Material shown:
-- Opening Marker --

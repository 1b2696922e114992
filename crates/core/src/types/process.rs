use serde::Serialize;

/// A process as seen by one enumeration. Never persisted; pids are recycled.
#[derive(Debug, Clone, PartialEq, Eq, Serialize)]
pub struct ProcessRecord {
    pub pid: u32,
    /// Image name, e.g. `notepad.exe`.
    pub name: String,
    /// `None` for roots and for processes whose parent link the OS does not report.
    pub parent_pid: Option<u32>,
    pub is_elevated: bool,
}

impl ProcessRecord {
    pub fn new(pid: u32, name: impl Into<String>, parent_pid: Option<u32>) -> Self {
        Self { pid, name: name.into(), parent_pid, is_elevated: false }
    }

    pub fn with_elevated(mut self, is_elevated: bool) -> Self {
        self.is_elevated = is_elevated;
        self
    }

    /// Case-insensitive exact match on the image name.
    pub fn name_matches(&self, name: &str) -> bool {
        self.name.eq_ignore_ascii_case(name)
            || (!self.name.is_ascii() && self.name.to_lowercase() == name.to_lowercase())
    }
}
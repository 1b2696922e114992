//! Stub platform for every target without Windows integration.
//!
//! All providers answer with deterministic safe defaults: nothing is running,
//! the registry is empty and absorbs writes, the current process is not
//! elevated and ACL changes are accepted without effect. Callers therefore see
//! the same signatures and error shapes as on Windows.

use std::path::{Path, PathBuf};

use tracing::debug;
use winbridge_core::platform::{
    AclProvider, ElevationOutcome, ElevationProvider, PlatformError, PlatformModule,
    ProcessProvider, RegistryProvider,
};
use winbridge_core::types::{AclEntry, ProcessRecord, RegistryHive};

#[cfg(not(target_os = "windows"))]
mod init {
    use super::NOOP_PLATFORM;
    use winbridge_core::platform::{
        register_acl_provider, register_elevation_provider, register_platform_module,
        register_process_provider, register_registry_provider,
    };

    register_platform_module!(&NOOP_PLATFORM);
    register_process_provider!(&NOOP_PLATFORM);
    register_registry_provider!(&NOOP_PLATFORM);
    register_elevation_provider!(&NOOP_PLATFORM);
    register_acl_provider!(&NOOP_PLATFORM);
}

static NOOP_PLATFORM: NoopPlatform = NoopPlatform;

/// The platform module registered by this crate.
pub fn platform_module() -> &'static dyn PlatformModule {
    &NOOP_PLATFORM
}

#[derive(Debug, Clone, Copy, Default)]
pub struct NoopPlatform;

impl NoopPlatform {
    const NAME: &'static str = "Noop Platform";
}

impl PlatformModule for NoopPlatform {
    fn name(&self) -> &'static str {
        Self::NAME
    }

    fn initialize(&self) -> Result<(), PlatformError> {
        debug!("noop platform active; Windows integration calls have no effect");
        Ok(())
    }
}

impl ProcessProvider for NoopPlatform {
    fn name(&self) -> &'static str {
        Self::NAME
    }

    fn snapshot(&self) -> Result<Vec<ProcessRecord>, PlatformError> {
        Ok(Vec::new())
    }

    fn terminate(&self, pid: u32) -> Result<(), PlatformError> {
        Err(PlatformError::not_found(format!("process {pid} is not managed on this platform")))
    }

    fn is_elevated(&self, _pid: u32) -> Result<bool, PlatformError> {
        Ok(false)
    }
}

impl RegistryProvider for NoopPlatform {
    fn name(&self) -> &'static str {
        Self::NAME
    }

    fn key_exists(&self, _hive: RegistryHive, _path: &str) -> Result<bool, PlatformError> {
        Ok(false)
    }

    fn read_value(
        &self,
        _hive: RegistryHive,
        _path: &str,
        _name: &str,
    ) -> Result<Option<String>, PlatformError> {
        Ok(None)
    }

    fn write_value(
        &self,
        hive: RegistryHive,
        path: &str,
        name: &str,
        _value: &str,
    ) -> Result<(), PlatformError> {
        debug!(%hive, key = path, value = name, "registry write ignored");
        Ok(())
    }

    fn delete_value(
        &self,
        _hive: RegistryHive,
        _path: &str,
        _name: &str,
    ) -> Result<bool, PlatformError> {
        Ok(false)
    }

    fn delete_tree(&self, _hive: RegistryHive, _path: &str) -> Result<bool, PlatformError> {
        Ok(false)
    }
}

impl ElevationProvider for NoopPlatform {
    fn name(&self) -> &'static str {
        Self::NAME
    }

    fn is_elevated(&self) -> Result<bool, PlatformError> {
        Ok(false)
    }

    fn launch_elevated(
        &self,
        executable: &Path,
        _args: &[String],
    ) -> Result<ElevationOutcome, PlatformError> {
        debug!(executable = %executable.display(), "elevation not available on this platform");
        Ok(ElevationOutcome::Unavailable)
    }

    fn protected_directories(&self) -> Vec<PathBuf> {
        Vec::new()
    }
}

impl AclProvider for NoopPlatform {
    fn name(&self) -> &'static str {
        Self::NAME
    }

    fn apply(&self, path: &Path, entries: &[AclEntry]) -> Result<(), PlatformError> {
        debug!(path = %path.display(), entries = entries.len(), "ACL change ignored");
        Ok(())
    }

    fn revoke(&self, _path: &Path, _principal: &str) -> Result<(), PlatformError> {
        Ok(())
    }

    fn reset(&self, _path: &Path) -> Result<(), PlatformError> {
        Ok(())
    }
}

-- Closing Marker --

Directions for this task: Copy each line of the preceding data that contains the string "Option".

Output of the exercise:
    pub parent_pid: Option<u32>,
    pub fn new(pid: u32, name: impl Into<String>, parent_pid: Option<u32>) -> Self {
    ) -> Result<Option<String>, PlatformError> {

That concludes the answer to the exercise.